#### Stored data entries:
===

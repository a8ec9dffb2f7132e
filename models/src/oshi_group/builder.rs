use crate::error::model_error::ModelError;
use crate::{CreateOshiGroupRequest, ErrorLocation, GroupId, UpdateOshiGroupRequest};

use std::panic::Location;

/// Builder for create/update request bodies.
///
/// Optional text fields given as empty strings are dropped, so the request
/// omits them instead of sending `""`. The backend treats "not provided" and
/// "empty" differently.
#[derive(Debug, Default, Clone)]
pub struct OshiGroupRequestBuilder {
    group_id: Option<GroupId>,
    group_name: Option<String>,
    company: Option<String>,
    description: Option<String>,
}

impl OshiGroupRequestBuilder {
    pub fn with_group_id(mut self, group_id: GroupId) -> Self {
        self.group_id = Some(group_id);
        self
    }

    pub fn with_group_name(mut self, group_name: impl Into<String>) -> Self {
        self.group_name = Some(group_name.into());
        self
    }

    pub fn with_company(mut self, company: impl Into<String>) -> Self {
        self.company = non_empty(company.into());
        self
    }

    pub fn with_description(mut self, description: impl Into<String>) -> Self {
        self.description = non_empty(description.into());
        self
    }

    /// Build a create body.
    #[track_caller]
    pub fn build_create(self) -> Result<CreateOshiGroupRequest, ModelError> {
        let group_name = require_group_name(self.group_name)?;

        Ok(CreateOshiGroupRequest {
            group_name,
            company: self.company,
            description: self.description,
        })
    }

    /// Build an update body. The group id is required and must be positive.
    #[track_caller]
    pub fn build_update(self) -> Result<UpdateOshiGroupRequest, ModelError> {
        let group_id = self.group_id.ok_or_else(|| ModelError::Validation {
            field: "groupId",
            message: String::from("Group id is required"),
            location: ErrorLocation::from(Location::caller()),
        })?;

        if group_id <= 0 {
            return Err(ModelError::Validation {
                field: "groupId",
                message: format!("Group id must be positive, got {group_id}"),
                location: ErrorLocation::from(Location::caller()),
            });
        }

        let group_name = require_group_name(self.group_name)?;

        Ok(UpdateOshiGroupRequest {
            group_id,
            group_name,
            company: self.company,
            description: self.description,
        })
    }
}

#[track_caller]
fn require_group_name(group_name: Option<String>) -> Result<String, ModelError> {
    match group_name {
        Some(name) if !name.is_empty() => Ok(name),
        Some(_) => Err(ModelError::Validation {
            field: "groupName",
            message: String::from("Group name cannot be empty"),
            location: ErrorLocation::from(Location::caller()),
        }),
        None => Err(ModelError::Validation {
            field: "groupName",
            message: String::from("Group name is required"),
            location: ErrorLocation::from(Location::caller()),
        }),
    }
}

fn non_empty(value: String) -> Option<String> {
    if value.is_empty() { None } else { Some(value) }
}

===

#### PROBLEM DETAILS:
Above are the records; copy each line from them that includes the string "value".

#### SOLUTION:
fn non_empty(value: String) -> Option<String> {
    if value.is_empty() { None } else { Some(value) }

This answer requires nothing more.